Es cierto que la comunidad que se conciencia crece. Solo los involucrados en tecnologías de la información suman casi 350.000 personas que viven en este país, según datos recientes del INEGI.
¿Has visto extranjeros en la Condesa o en la Roma? Adivina qué tipo de formación profesional tienen. El problema es que, en un país de 120 millones de mexicanos, los iniciados aún son pocos.
Esta semana, los acontecimientos nos sacuden en casa o en el extranjero. Ayer expliqué aquí la relevancia de una delegación de Taiwán que está analizando posibles inversiones en fabricación de tecnología. El gobierno quiere convencerlos de que instalen plantas en zonas donde a veces ni siquiera hay carreteras: en toda la zona que va desde Veracruz hasta Oaxaca y que pasa por Hidalgo y Puebla. Espero que se materialicen.
Al mismo tiempo, algo inesperado sucedió en el exterior, muy alejado de la tragedia del submarino que nos distrajo a todos. El mayor inversor del mundo occidental, BlackRock, encabezado por Larry Fink, está tratando de cotizar un ETF de bitcoin en el mercado de valores de EE. UU.
Un ETF es un Exchange Traded Fund, una especie de combo. Pero quien lo compra, en lugar de comprar una hamburguesa, papas fritas y refresco, compra un paquete de acciones de la empresa u otros productos que ofrece la bolsa de valores.
Lo que Fink quiere es por primera vez poder ofrecer a las personas un “combo” de criptoactivos, bitcoin, para ser precisos.
El comprador no adquirirá esa cosa intangible e inexplicable para algunos, sino un documento de BlackRock que le indicará que dependiendo de cómo se mueva bitcoin, su inversión puede crecer o caer.
Lo que cambia es que en lugar de ir a comprar bitcoin a una “casa de cambio”, como lo fue el problemático FTX, ahora se puede comprar al líder mundial de ETFs en el mercado, BlackRock, un producto respaldado por su jerarquía.
En un año, bitcoin se apreció 51 por ciento medido en dólares, según información de Bloomberg. Solo en el mes más reciente, saltó un 10 por ciento a casi $ 30,000 ayer. La señal que envía BlackRock es que el dinero cambia de forma.
la nueva autoridad
Pero hay problemas aún mayores, y quien los destacó fue el experto en política internacional Ian Bremmer, director del Grupo Eurasia.
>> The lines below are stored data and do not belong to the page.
use serde::ser::{Serialize, SerializeMap, SerializeSeq, Serializer};

#[derive(Debug, Clone, PartialEq)]
pub enum Number {
    I64(i64),
    U64(u64),
    F64(f64),
}

/// Generated JSON tree. Objects keep first-insertion key order.
#[derive(Debug, Clone, PartialEq)]
pub enum Value {
    Null,
    Bool(bool),
    Number(Number),
    String(String),
    Array(Vec<Value>),
    Object(Vec<(String, Value)>),
}

impl Value {
    pub(crate) fn as_object_mut(&mut self) -> Option<&mut Vec<(String, Value)>> {
        match self {
            Value::Object(pairs) => Some(pairs),
            _ => None,
        }
    }

    pub(crate) fn as_array_mut(&mut self) -> Option<&mut Vec<Value>> {
        match self {
            Value::Array(items) => Some(items),
            _ => None,
        }
    }

    /// Insert or replace under `key`. Replacing keeps the key's original
    /// position. No-op when `self` is not an object.
    pub(crate) fn set_key(&mut self, key: &str, value: Value) {
        if let Some(pairs) = self.as_object_mut() {
            match pairs.iter_mut().find(|(k, _)| k == key) {
                Some(slot) => slot.1 = value,
                None => pairs.push((key.to_string(), value)),
            }
        }
    }

    pub(crate) fn get_key_mut(&mut self, key: &str) -> Option<&mut Value> {
        self.as_object_mut()?
            .iter_mut()
            .find(|(k, _)| k == key)
            .map(|(_, v)| v)
    }

    /// Assign at `index`, padding skipped slots with null. No-op when `self`
    /// is not an array.
    pub(crate) fn set_index(&mut self, index: usize, value: Value) {
        if let Some(items) = self.as_array_mut() {
            while items.len() <= index {
                items.push(Value::Null);
            }
            items[index] = value;
        }
    }

    /// Convert into a `serde_json::Value` for interop. Non-finite numbers
    /// become null, matching JSON text output.
    pub fn into_json(self) -> serde_json::Value {
        match self {
            Value::Null => serde_json::Value::Null,
            Value::Bool(b) => serde_json::Value::Bool(b),
            Value::Number(n) => match n {
                Number::I64(i) => serde_json::Value::Number(i.into()),
                Number::U64(u) => serde_json::Value::Number(u.into()),
                Number::F64(f) => serde_json::Number::from_f64(f)
                    .map(serde_json::Value::Number)
                    .unwrap_or(serde_json::Value::Null),
            },
            Value::String(s) => serde_json::Value::String(s),
            Value::Array(items) => {
                serde_json::Value::Array(items.into_iter().map(Value::into_json).collect())
            }
            Value::Object(pairs) => {
                let mut m = serde_json::Map::new();
                for (k, v) in pairs {
                    m.insert(k, v.into_json());
                }
                serde_json::Value::Object(m)
            }
        }
    }
}

impl Serialize for Value {
    fn serialize<S>(&self, serializer: S) -> Result<S::Ok, S::Error>
    where
        S: Serializer,
    {
        match self {
            Value::Null => serializer.serialize_unit(),
            Value::Bool(b) => serializer.serialize_bool(*b),
            Value::Number(Number::I64(i)) => serializer.serialize_i64(*i),
            Value::Number(Number::U64(u)) => serializer.serialize_u64(*u),
            Value::Number(Number::F64(f)) => serializer.serialize_f64(*f),
            Value::String(s) => serializer.serialize_str(s),
            Value::Array(items) => {
                let mut seq = serializer.serialize_seq(Some(items.len()))?;
                for element in items {
                    seq.serialize_element(element)?;
                }
                seq.end()
            }
            Value::Object(pairs) => {
                let mut map = serializer.serialize_map(Some(pairs.len()))?;
                for (k, v) in pairs.iter() {
                    map.serialize_entry(k, v)?;
                }
                map.end()
            }
        }
    }
}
En una TED Talk, estas breves conferencias ante una audiencia presencial, Ian Bremmer, líder del Eurasia Group y experto en política internacional, recordó que aquellos que nacieron en la década de 1970 o antes aún recuerdan un mundo “bipolar”. .
Hubo países capitalistas encabezados por Estados Unidos, que defendieron la instalación de la democracia en el mundo (con muchos matices, pero así fue).
Y también estaban los socialistas, encabezados por Rusia y más propensos a las tendencias dictatoriales. Así, Cuba, China, Corea del Norte o Alemania Oriental confiaron en Moscú.
Mientras que los del Oeste parecían llevarse más bien con Washington, muy motivados para dejar la relativa seguridad del mundo después de las Guerras Mundiales en manos de cada ocupante de la Casa Blanca.
Tras la caída del muro de Berlín y el posterior abandono de la sociedad estadounidense, el mundo ha caído en una situación multipolar, en la que no se percibe un liderazgo político definido.
Lo que surge, sin embargo, es el superpoder de las empresas. Los que dan internet aunque en Ucrania derriban torres de telecomunicaciones. Otros que guían a las naciones hacia la confrontación, lo que conduce a la imposición de aspirantes a dictadores populistas.
Esas empresas que conoces y cuyo logo luce en tu smartphone te guiarán hacia un futuro próspero, si la gente les pone límites, o renunciarán a su libertad a cambio de colores.
Estados Unidos, dice Bremmer, que se autodenominó exportador de democracia, ahora proporciona al mundo herramientas para atacarlo. En México habrá elecciones el próximo año.